Decision Date08 May 1911
Docket Number262.
Citation189 F. 44
PartiesFLORENCE MFG. CO. v. DOWD et al.
CourtU.S. Court of Appeals — Second Circuit

A. Bell Malcomson (Martin Conboy, of counsel), for appellants.

Macleod Calver, Copeland & Dike, for appellee.

Before COXE, WARD, and NOYES, Circuit Judges.

COXE Circuit Judge.

The mandate directing that a decree be entered in accordance with the decision of this court is dated April 21, 1910. On May 13, 1910, a decree was entered in the Circuit Court without objection by the defendants although a copy of the decree with notice of settlement was served upon defendants' solicitor. After the settlement of the decree the defendants' solicitor agreed upon Mr.
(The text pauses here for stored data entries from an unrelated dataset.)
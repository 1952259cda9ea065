//! SQLite storage implementation for the capital commitment ledger.
//!
//! This crate provides all database-related functionality using Diesel ORM
//! with SQLite. It implements the repository traits defined in
//! `fundledger-core` and contains:
//! - Database connection pooling and management
//! - Diesel migrations
//! - Repository implementations for allocations, capital calls, and payments
//! - Database-specific model types (with Diesel derives)
//!
//! # Architecture
//!
//! This crate is the only place in the application where Diesel queries
//! exist. `core` is database-agnostic and works with traits; every amount
//! column is stored as TEXT and parsed into exact decimals at the boundary.
//!
//! ```text
//!        core (domain services)
//!                 │
//!                 ▼
//!       storage-sqlite (this crate)
//!                 │
//!                 ▼
//!             SQLite DB
//! ```

pub mod conversion;
pub mod db;
pub mod errors;
pub mod schema;

// Repository implementations
pub mod allocations;
pub mod capital_calls;
pub mod payments;
pub mod reconciliation;

// Re-export database utilities
pub use db::{create_pool, get_connection, get_db_path, init, run_migrations};

// Re-export storage errors and conversion helpers
pub use errors::{IntoCore, StorageError};

// Re-export from fundledger-core for convenience
pub use fundledger_core::db::{DbConnection, DbPool, DbTransactionExecutor};
pub use fundledger_core::errors::{DatabaseError, Error, Result};
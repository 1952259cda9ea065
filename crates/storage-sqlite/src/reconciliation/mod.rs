//! SQLite storage implementation for the integrity engine.

mod repository;

pub use repository::IntegrityRepository;
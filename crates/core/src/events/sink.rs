//! Domain event sink trait and implementations.

use std::sync::{Arc, Mutex};

use super::DomainEvent;

/// Trait for receiving domain events.
///
/// Implementations translate domain events into platform-specific actions.
/// Core services emit events through this trait after successful mutations.
///
/// # Design Rules
///
/// - `emit()` must be fast and non-blocking (no network calls, no DB writes)
/// - Implementations should queue events for async processing
/// - Failure to emit must not affect ledger operations (best-effort)
pub trait DomainEventSink: Send + Sync {
    /// Emit a single domain event.
    fn emit(&self, event: DomainEvent);

    /// Emit multiple domain events.
    ///
    /// Default implementation calls `emit()` for each event.
    fn emit_batch(&self, events: Vec<DomainEvent>) {
        for event in events {
            self.emit(event);
        }
    }
}

/// No-op implementation for tests or contexts that don't need events.
#[derive(Clone, Default)]
pub struct NoOpDomainEventSink;

impl DomainEventSink for NoOpDomainEventSink {
    fn emit(&self, _event: DomainEvent) {
        // Intentionally empty - events are discarded
    }
}

/// Mock sink for testing - collects emitted events.
#[derive(Clone, Default)]
pub struct MockDomainEventSink {
    events: Arc<Mutex<Vec<DomainEvent>>>,
}

impl MockDomainEventSink {
    pub fn new() -> Self {
        Self {
            events: Arc::new(Mutex::new(Vec::new())),
        }
    }

    /// Returns all collected events.
    pub fn events(&self) -> Vec<DomainEvent> {
        self.events.lock().unwrap().clone()
    }

    /// Clears collected events.
    pub fn clear(&self) {
        self.events.lock().unwrap().clear();
    }

    /// Returns the number of collected events.
    pub fn len(&self) -> usize {
        self.events.lock().unwrap().len()
    }

    /// Returns true if no events have been collected.
    pub fn is_empty(&self) -> bool {
        self.events.lock().unwrap().is_empty()
    }
}

impl DomainEventSink for MockDomainEventSink {
    fn emit(&self, event: DomainEvent) {
        self.events.lock().unwrap().push(event);
    }
}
Shields as master to take the accounting and was present at the hearings before the master on May 25th, June 10th, July 13th and 14th. The defendants appeared, filed their account, and submitted themselves for examination. On September 17, 1910, a motion was made for resettlement of the decree, which was denied on October 5th thereafter. It was not until November 12, 1910 one day less than six months from the entry of the decree that this appeal was taken.

An examination of the record has made it unnecessary for us to consider the motion to dismiss and we have concluded to dispose of the appeal on the merits. The instruction of this court to the Circuit Court, after the cause was remanded, was to enter a decree in conformity with our opinion. This meant of course, the ordinary decree proper when a case of unfair competition has been established. The Circuit Court did not need to be informed of the details of such a decree. The decree entered, in its essential features, is correct. Some verbal changes might have been made with propriety and doubtless they would have been, if the attention of the court had been called to them; but there is nothing in the decree which justifies its reversal.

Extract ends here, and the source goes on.